What is being asked.
Every record must be copied exactly.

Saved entries.
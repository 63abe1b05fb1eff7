//! The [`Session`] and [`Agent`] structs — the client-side view of one
//! discussion session.
//!
//! A session is mutated exclusively by reducer application; the public
//! mutators here enforce the two structural invariants: the event log is
//! append-only and sequence-ordered, and the status machine never moves
//! backwards past `Completed`.

use serde::{Deserialize, Serialize};

use colloquy_core::{AgentId, EventId, SessionId};
use colloquy_events::WorldEvent;

/// Lifecycle status of a session.
#[derive(Clone, Copy, Debug, PartialEq, Eq, Serialize, Deserialize)]
#[serde(rename_all = "lowercase")]
pub enum SessionStatus {
    /// Created, simulation not yet running.
    Pending,
    /// Simulation running.
    Active,
    /// Simulation paused by a moderator.
    Paused,
    /// Simulation finished; terminal.
    Completed,
}

impl SessionStatus {
    /// Whether the status machine permits moving from `self` to `next`.
    ///
    /// Allowed path: `Pending → Active → {Paused ↔ Active} → Completed`.
    /// `Completed` is terminal.
    #[must_use]
    pub fn can_transition_to(self, next: Self) -> bool {
        matches!(
            (self, next),
            (Self::Pending, Self::Active)
                | (Self::Active, Self::Paused | Self::Completed)
                | (Self::Paused, Self::Active | Self::Completed)
        )
    }
}

/// Activity status of an agent, derived from the most recent event naming it.
#[derive(Clone, Copy, Debug, Default, PartialEq, Eq, Serialize, Deserialize)]
#[serde(rename_all = "lowercase")]
pub enum AgentStatus {
    /// Not currently doing anything.
    #[default]
    Idle,
    /// Composing a contribution.
    Thinking,
    /// Holding the floor.
    Speaking,
}

/// One participant in a discussion session.
#[derive(Clone, Debug, PartialEq, Serialize, Deserialize)]
#[serde(rename_all = "camelCase")]
pub struct Agent {
    /// Agent identifier.
    pub id: AgentId,
    /// Display name.
    pub name: String,
    /// Role within the discussion (e.g. `participant`, `moderator`).
    pub role: String,
    /// Current activity status.
    pub status: AgentStatus,
    /// How many times this agent has spoken.
    pub speak_count: u32,
}

impl Agent {
    /// A fresh idle agent. Name defaults to the ID until the simulation
    /// says otherwise.
    #[must_use]
    pub fn new(id: AgentId) -> Self {
        let name = id.as_str().to_owned();
        Self {
            id,
            name,
            role: "participant".to_owned(),
            status: AgentStatus::Idle,
            speak_count: 0,
        }
    }
}

/// The client-side view of one discussion session.
#[derive(Clone, Debug, PartialEq, Serialize, Deserialize)]
#[serde(rename_all = "camelCase")]
pub struct Session {
    /// Session identifier.
    pub id: SessionId,
    /// Discussion topic.
    pub topic: String,
    /// Lifecycle status.
    pub status: SessionStatus,
    /// Current round number (0 before the first `round:start`).
    pub current_round: u32,
    /// Participants, in join order.
    pub agents: Vec<Agent>,
    /// Accepted events, ordered by sequence.
    pub events: Vec<WorldEvent>,
}

impl Session {
    /// An empty pending session.
    #[must_use]
    pub fn new(id: SessionId) -> Self {
        Self {
            id,
            topic: String::new(),
            status: SessionStatus::Pending,
            current_round: 0,
            agents: Vec::new(),
            events: Vec::new(),
        }
    }

    /// Look up an agent by ID.
    #[must_use]
    pub fn agent(&self, id: &AgentId) -> Option<&Agent> {
        self.agents.iter().find(|a| &a.id == id)
    }

    /// Get or create the agent row for `id`, preserving join order.
    pub fn ensure_agent(&mut self, id: &AgentId) -> &mut Agent {
        let pos = match self.agents.iter().position(|a| &a.id == id) {
            Some(pos) => pos,
            None => {
                self.agents.push(Agent::new(id.clone()));
                self.agents.len() - 1
            }
        };
        &mut self.agents[pos]
    }

    /// Whether an event with this ID has already been accepted.
    #[must_use]
    pub fn contains_event(&self, id: &EventId) -> bool {
        self.events.iter().any(|e| &e.id == id)
    }

    /// Accept an event into the log at its sequence position.
    ///
    /// The log stays ordered by sequence even when events arrive out of
    /// order; equal sequences keep arrival order.
    pub fn accept_event(&mut self, event: WorldEvent) {
        let pos = self
            .events
            .partition_point(|e| e.sequence <= event.sequence);
        self.events.insert(pos, event);
    }

    /// Move to `next` if the status machine allows it; ignore otherwise.
    pub fn advance_status(&mut self, next: SessionStatus) {
        if self.status.can_transition_to(next) {
            self.status = next;
        }
    }

    /// Highest accepted sequence number, if any events have been accepted.
    #[must_use]
    pub fn last_sequence(&self) -> Option<i64> {
        self.events.last().map(|e| e.sequence)
    }
}

// ─────────────────────────────────────────────────────────────────────────────
// Tests
// ─────────────────────────────────────────────────────────────────────────────
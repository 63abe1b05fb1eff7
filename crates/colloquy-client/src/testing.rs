//! In-memory transport for driving the client stack in tests.
//!
//! Each `connect()` call yields a fresh channel pair; the test side receives
//! a [`ServerEnd`] for every accepted connection and can script failures for
//! the next N attempts to exercise the backoff path.

use async_trait::async_trait;
use parking_lot::Mutex;
use tokio::sync::mpsc;

use colloquy_core::{Result, SyncError};

use crate::transport::{Transport, TransportHandle};

/// Capacity of the in-memory frame channels.
const CAPACITY: usize = 256;

/// The server side of one accepted in-memory connection.
pub struct ServerEnd {
    /// Frames the client sent.
    pub sent: mpsc::Receiver<String>,
    /// Push a frame to the client. Dropping this sender simulates an
    /// abnormal disconnect.
    pub push: mpsc::Sender<String>,
    /// The bearer token the client presented.
    pub token: String,
}

impl ServerEnd {
    /// Receive the next frame the client sent, parsed as JSON.
    pub async fn recv_json(&mut self) -> Option<serde_json::Value> {
        let text = self.sent.recv().await?;
        serde_json::from_str(&text).ok()
    }

    /// Push a JSON value to the client as a text frame.
    pub async fn push_json(&self, value: &serde_json::Value) {
        let _ = self.push.send(value.to_string()).await;
    }
}

/// A [`Transport`] backed by in-process channels.
pub struct ChannelTransport {
    accepted: mpsc::UnboundedSender<ServerEnd>,
    fail_next: Mutex<u32>,
}

impl ChannelTransport {
    /// Create the transport and the stream of accepted connections.
    #[must_use]
    pub fn new() -> (Self, mpsc::UnboundedReceiver<ServerEnd>) {
        let (accepted, accepted_rx) = mpsc::unbounded_channel();
        (
            Self {
                accepted,
                fail_next: Mutex::new(0),
            },
            accepted_rx,
        )
    }

    /// Make the next `count` connect attempts fail with a transport error.
    pub fn fail_next(&self, count: u32) {
        *self.fail_next.lock() = count;
    }
}

#[async_trait]
impl Transport for ChannelTransport {
    async fn connect(&self, _url: &str, token: &str) -> Result<TransportHandle> {
        {
            let mut fail = self.fail_next.lock();
            if *fail > 0 {
                *fail -= 1;
                return Err(SyncError::Transport("scripted failure".into()));
            }
        }
        let (outbound, sent) = mpsc::channel(CAPACITY);
        let (push, inbound) = mpsc::channel(CAPACITY);
        let server = ServerEnd {
            sent,
            push,
            token: token.to_owned(),
        };
        if self.accepted.send(server).is_err() {
            return Err(SyncError::Transport("test harness gone".into()));
        }
        Ok(TransportHandle { outbound, inbound })
    }
}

Answer to the exercise.
repository 63abe1b05fb1eff7
//! The [`Session`] and [`Agent`] structs — the client-side view of one
//! discussion session.
//!
//! A session is mutated exclusively by reducer application; the public
//! mutators here enforce the two structural invariants: the event log is
//! append-only and sequence-ordered, and the status machine never moves
//! backwards past `Completed`.

use serde::{Deserialize, Serialize};

use colloquy_core::{AgentId, EventId, SessionId};
use colloquy_events::WorldEvent;

/// Lifecycle status of a session.
#[derive(Clone, Copy, Debug, PartialEq, Eq, Serialize, Deserialize)]
#[serde(rename_all = "lowercase")]
pub enum SessionStatus {
    /// Created, simulation not yet running.
    Pending,
    /// Simulation running.
    Active,
    /// Simulation paused by a moderator.
    Paused,
    /// Simulation finished; terminal.
    Completed,
}

impl SessionStatus {
    /// Whether the status machine permits moving from `self` to `next`.
    ///
    /// Allowed path: `Pending → Active → {Paused ↔ Active} → Completed`.
    /// `Completed` is terminal.
    #[must_use]
    pub fn can_transition_to(self, next: Self) -> bool {
        matches!(
            (self, next),
            (Self::Pending, Self::Active)
                | (Self::Active, Self::Paused | Self::Completed)
                | (Self::Paused, Self::Active | Self::Completed)
        )
    }
}

/// Activity status of an agent, derived from the most recent event naming it.
#[derive(Clone, Copy, Debug, Default, PartialEq, Eq, Serialize, Deserialize)]
#[serde(rename_all = "lowercase")]
pub enum AgentStatus {
    /// Not currently doing anything.
    #[default]
    Idle,
    /// Composing a contribution.
    Thinking,
    /// Holding the floor.
    Speaking,
}

/// One participant in a discussion session.
#[derive(Clone, Debug, PartialEq, Serialize, Deserialize)]
#[serde(rename_all = "camelCase")]
pub struct Agent {
    /// Agent identifier.
    pub id: AgentId,
    /// Display name.
    pub name: String,
    /// Role within the discussion (e.g. `participant`, `moderator`).
    pub role: String,
    /// Current activity status.
    pub status: AgentStatus,
    /// How many times this agent has spoken.
    pub speak_count: u32,
}

impl Agent {
    /// A fresh idle agent. Name defaults to the ID until the simulation
    /// says otherwise.
    #[must_use]
    pub fn new(id: AgentId) -> Self {
        let name = id.as_str().to_owned();
        Self {
            id,
            name,
            role: "participant".to_owned(),
            status: AgentStatus::Idle,
            speak_count: 0,
        }
    }
}

/// The client-side view of one discussion session.
#[derive(Clone, Debug, PartialEq, Serialize, Deserialize)]
#[serde(rename_all = "camelCase")]
pub struct Session {
    /// Session identifier.
    pub id: SessionId,
    /// Discussion topic.
    pub topic: String,
    /// Lifecycle status.
    pub status: SessionStatus,
    /// Current round number (0 before the first `round:start`).
    pub current_round: u32,
    /// Participants, in join order.
    pub agents: Vec<Agent>,
    /// Accepted events, ordered by sequence.
    pub events: Vec<WorldEvent>,
}

impl Session {
    /// An empty pending session.
    #[must_use]
    pub fn new(id: SessionId) -> Self {
        Self {
            id,
            topic: String::new(),
            status: SessionStatus::Pending,
            current_round: 0,
            agents: Vec::new(),
            events: Vec::new(),
        }
    }

    /// Look up an agent by ID.
    #[must_use]
    pub fn agent(&self, id: &AgentId) -> Option<&Agent> {
        self.agents.iter().find(|a| &a.id == id)
    }

    /// Get or create the agent row for `id`, preserving join order.
    pub fn ensure_agent(&mut self, id: &AgentId) -> &mut Agent {
        let pos = match self.agents.iter().position(|a| &a.id == id) {
            Some(pos) => pos,
            None => {
                self.agents.push(Agent::new(id.clone()));
                self.agents.len() - 1
            }
        };
        &mut self.agents[pos]
    }

    /// Whether an event with this ID has already been accepted.
    #[must_use]
    pub fn contains_event(&self, id: &EventId) -> bool {
        self.events.iter().any(|e| &e.id == id)
    }

    /// Accept an event into the log at its sequence position.
    ///
    /// The log stays ordered by sequence even when events arrive out of
    /// order; equal sequences keep arrival order.
    pub fn accept_event(&mut self, event: WorldEvent) {
        let pos = self
            .events
            .partition_point(|e| e.sequence <= event.sequence);
        self.events.insert(pos, event);
    }

    /// Move to `next` if the status machine allows it; ignore otherwise.
    pub fn advance_status(&mut self, next: SessionStatus) {
        if self.status.can_transition_to(next) {
            self.status = next;
        }
    }

    /// Highest accepted sequence number, if any events have been accepted.
    #[must_use]
    pub fn last_sequence(&self) -> Option<i64> {
        self.events.last().map(|e| e.sequence)
    }
}

// ─────────────────────────────────────────────────────────────────────────────
// Tests
// ─────────────────────────────────────────────────────────────────────────────
repository 63abe1b05fb1eff7
filename crates/colloquy-client/src/testing.rs
//! In-memory transport for driving the client stack in tests.
//!
//! Each `connect()` call yields a fresh channel pair; the test side receives
//! a [`ServerEnd`] for every accepted connection and can script failures for
//! the next N attempts to exercise the backoff path.

use async_trait::async_trait;
use parking_lot::Mutex;
use tokio::sync::mpsc;

use colloquy_core::{Result, SyncError};

use crate::transport::{Transport, TransportHandle};

/// Capacity of the in-memory frame channels.
const CAPACITY: usize = 256;

/// The server side of one accepted in-memory connection.
pub struct ServerEnd {
    /// Frames the client sent.
    pub sent: mpsc::Receiver<String>,
    /// Push a frame to the client. Dropping this sender simulates an
    /// abnormal disconnect.
    pub push: mpsc::Sender<String>,
    /// The bearer token the client presented.
    pub token: String,
}

impl ServerEnd {
    /// Receive the next frame the client sent, parsed as JSON.
    pub async fn recv_json(&mut self) -> Option<serde_json::Value> {
        let text = self.sent.recv().await?;
        serde_json::from_str(&text).ok()
    }

    /// Push a JSON value to the client as a text frame.
    pub async fn push_json(&self, value: &serde_json::Value) {
        let _ = self.push.send(value.to_string()).await;
    }
}

/// A [`Transport`] backed by in-process channels.
pub struct ChannelTransport {
    accepted: mpsc::UnboundedSender<ServerEnd>,
    fail_next: Mutex<u32>,
}

impl ChannelTransport {
    /// Create the transport and the stream of accepted connections.
    #[must_use]
    pub fn new() -> (Self, mpsc::UnboundedReceiver<ServerEnd>) {
        let (accepted, accepted_rx) = mpsc::unbounded_channel();
        (
            Self {
                accepted,
                fail_next: Mutex::new(0),
            },
            accepted_rx,
        )
    }

    /// Make the next `count` connect attempts fail with a transport error.
    pub fn fail_next(&self, count: u32) {
        *self.fail_next.lock() = count;
    }
}

#[async_trait]
impl Transport for ChannelTransport {
    async fn connect(&self, _url: &str, token: &str) -> Result<TransportHandle> {
        {
            let mut fail = self.fail_next.lock();
            if *fail > 0 {
                *fail -= 1;
                return Err(SyncError::Transport("scripted failure".into()));
            }
        }
        let (outbound, sent) = mpsc::channel(CAPACITY);
        let (push, inbound) = mpsc::channel(CAPACITY);
        let server = ServerEnd {
            sent,
            push,
            token: token.to_owned(),
        };
        if self.accepted.send(server).is_err() {
            return Err(SyncError::Transport("test harness gone".into()));
        }
        Ok(TransportHandle { outbound, inbound })
    }
}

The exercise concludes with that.